Don’t Ditch the Mask for a Face Shield

We get it. Wearing a mask can be uncomfortable. They're hot. They get damp if you exert yourself. The elastics may hurt your ears. So it can be tempting to try using a face shield instead – a clear plastic shield that covers your face from your forehead down. But shields were never meant to be used alone when trying to prevent the spread of airborne infections. They should be used together with masks for optimum protection, which is why you see images of hospital staff and people in high-risk areas wearing both together.

Here is why face shields should not be used alone.

On one hand, face shields are rigid or semi-rigid clear plastic sheets that curve around your face, but they do not sit next to your skin on the cheeks or below your mouth. Their original use was to protect the wearer from splashes of body fluid that could hit their eyes and face. On the other hand, masks, when worn correctly, fit around the nose, cheeks and chin to keep your airborne droplets in and to keep outside droplets out.

Researchers from Florida Atlantic University College of Engineering and Computer Science performed experiments to look at how droplets acted when a person sneezed or coughed while wearing a face shield without a mask. Would the shield protect the people around them? The answer was no. What the researchers found was that although the shield did stop the initial spray of droplets after a sneeze or cough, the droplets then moved across the shield and spread out the sides and bottom of the shield, entering the surrounding environment.

In addition, while masks can filter out droplets as you breathe in, the open spaces around the face shields allow a flow of possibly contaminated air underneath the shield that you would then breathe in. Therefore, there is little protection from someone who may be speaking nearby, or coughing or sneezing.

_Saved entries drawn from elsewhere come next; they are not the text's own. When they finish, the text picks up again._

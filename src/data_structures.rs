use chrono::{NaiveDate, Utc};
use chrono_tz::Asia::Ho_Chi_Minh;
use serde::{Deserialize, Serialize};
use serde_json::{Map, Value};
use std::fmt;

// --- Analysis Payloads ---

/// Analysis produced by the crew on success (ticker, company name, decision, price targets...)
pub type AnalysisResult = Map<String, Value>;

/// Inputs sent to the crew on kickoff
#[derive(Clone, Debug, PartialEq, Eq, Serialize, Deserialize)]
pub struct AnalysisRequest {
    pub symbol: String,
    pub current_date: NaiveDate,
}

impl AnalysisRequest {
    pub fn new(symbol: impl Into<String>, current_date: NaiveDate) -> Self {
        Self {
            symbol: symbol.into(),
            current_date,
        }
    }

    /// Request dated today on the Vietnamese market calendar
    pub fn for_today(symbol: impl Into<String>) -> Self {
        let today = Utc::now().with_timezone(&Ho_Chi_Minh).date_naive();
        Self::new(symbol, today)
    }
}

#[derive(Debug, Serialize)]
pub struct KickoffPayload<'a> {
    pub inputs: &'a AnalysisRequest,
}

// --- Job Tracking ---

/// Opaque `kickoff_id` handed out by the crew
#[derive(Clone, Debug, PartialEq, Eq, Hash)]
pub struct JobHandle(pub String);

impl fmt::Display for JobHandle {
    fn fmt(&self, f: &mut fmt::Formatter<'_>) -> fmt::Result {
        f.write_str(&self.0)
    }
}

#[derive(Clone, Debug, Deserialize)]
pub struct KickoffResponse {
    pub kickoff_id: Option<String>,
}

#[derive(Clone, Copy, Debug, PartialEq, Eq)]
pub enum JobStatus {
    Pending,
    Success,
    Error,
}

impl JobStatus {
    /// Anything other than SUCCESS/ERROR, including a missing state, is still running
    pub fn from_state(state: Option<&str>) -> Self {
        match state {
            Some("SUCCESS") => JobStatus::Success,
            Some("ERROR") => JobStatus::Error,
            _ => JobStatus::Pending,
        }
    }
}

/// Body of `GET /status/{kickoff_id}`
#[derive(Clone, Debug, Default, Deserialize)]
pub struct StatusResponse {
    pub state: Option<String>,
    pub status: Option<Value>,
    pub result_json: Option<Value>,
}

impl StatusResponse {
    pub fn job_status(&self) -> JobStatus {
        JobStatus::from_state(self.state.as_deref())
    }
}

/// Raw reply of one status poll, before any JSON parsing
#[derive(Clone, Debug, PartialEq, Eq)]
pub struct RawStatus {
    pub http_status: u16,
    pub body: String,
}

// --- Result Payload Helpers ---

fn is_falsy(value: &Value) -> bool {
    match value {
        Value::Null => true,
        Value::Bool(b) => !b,
        Value::Number(n) => n.as_f64() == Some(0.0),
        Value::String(s) => s.is_empty(),
        Value::Array(a) => a.is_empty(),
        Value::Object(o) => o.is_empty(),
    }
}

/// Turns a SUCCESS payload into an `AnalysisResult`.
///
/// The crew sometimes returns `result_json` as an encoded JSON string rather
/// than an object; both forms are accepted. Empty payloads are rejected.
pub fn extract_result(result_json: Option<Value>) -> Result<AnalysisResult, String> {
    let value = match result_json {
        Some(Value::String(encoded)) if !encoded.trim().is_empty() => {
            serde_json::from_str::<Value>(&encoded)
                .map_err(|e| format!("result_json is not valid JSON: {}", e))?
        }
        Some(value) => value,
        None => return Err("result_json missing".to_string()),
    };

    if is_falsy(&value) {
        return Err("result_json empty".to_string());
    }

    match value {
        Value::Object(map) => Ok(map),
        other => Err(format!("result_json is not an object: {}", other)),
    }
}

/// First `max_chars` characters of a body, for logging
pub fn snippet(body: &str, max_chars: usize) -> &str {
    match body.char_indices().nth(max_chars) {
        Some((idx, _)) => &body[..idx],
        None => body,
    }
}

#[cfg(test)]
mod tests {
    use super::*;
    use serde_json::json;

    #[test]
    fn test_kickoff_payload_shape() {
        let request = AnalysisRequest::new("FPT", NaiveDate::from_ymd_opt(2025, 8, 15).unwrap());
        let body = serde_json::to_value(KickoffPayload { inputs: &request }).unwrap();
        assert_eq!(
            body,
            json!({"inputs": {"symbol": "FPT", "current_date": "2025-08-15"}})
        );
    }

    #[test]
    fn test_job_status_from_state() {
        assert_eq!(JobStatus::from_state(Some("SUCCESS")), JobStatus::Success);
        assert_eq!(JobStatus::from_state(Some("ERROR")), JobStatus::Error);
        assert_eq!(JobStatus::from_state(Some("RUNNING")), JobStatus::Pending);
        assert_eq!(JobStatus::from_state(None), JobStatus::Pending);
    }

    #[test]
    fn test_extract_result_object() {
        let result = extract_result(Some(json!({"stock_ticker": "FPT", "decision": "Mua"}))).unwrap();
        assert_eq!(result.get("decision"), Some(&json!("Mua")));
    }

    #[test]
    fn test_extract_result_encoded_string() {
        let encoded = json!("{\"stock_ticker\":\"HPG\",\"target_price\":32000}");
        let result = extract_result(Some(encoded)).unwrap();
        assert_eq!(result.get("stock_ticker"), Some(&json!("HPG")));
        assert_eq!(result.get("target_price"), Some(&json!(32000)));
    }

    #[test]
    fn test_extract_result_rejects_empty() {
        assert!(extract_result(None).is_err());
        assert!(extract_result(Some(Value::Null)).is_err());
        assert!(extract_result(Some(json!({}))).is_err());
        assert!(extract_result(Some(json!(""))).is_err());
        assert!(extract_result(Some(json!("{}"))).is_err());
        assert!(extract_result(Some(json!("not json"))).is_err());
    }

    #[test]
    fn test_snippet_respects_char_boundaries() {
        assert_eq!(snippet("Mua cổ phiếu", 5), "Mua c");
        assert_eq!(snippet("short", 50), "short");
    }
}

In the same study, the researchers looked at masks that are sold with exhale valves, which manufacturers claim are more comfortable for breathing and just as safe as regular masks. These should not be confused with the official N-95 masks, which are specially designed for optimum safety. The valves on the other masks allow your breath to push through the mask every time you exhale. In other words, they do not filter out any viruses. Thus every time you breathe, if you have the virus, it is sent outside the mask into the open.

“Our observations suggest that to minimize the community spread of COVID-19, it may be preferable to use high quality cloth or surgical masks that are of a plain design, instead of face shields and masks equipped with exhale valves,” the researchers concluded.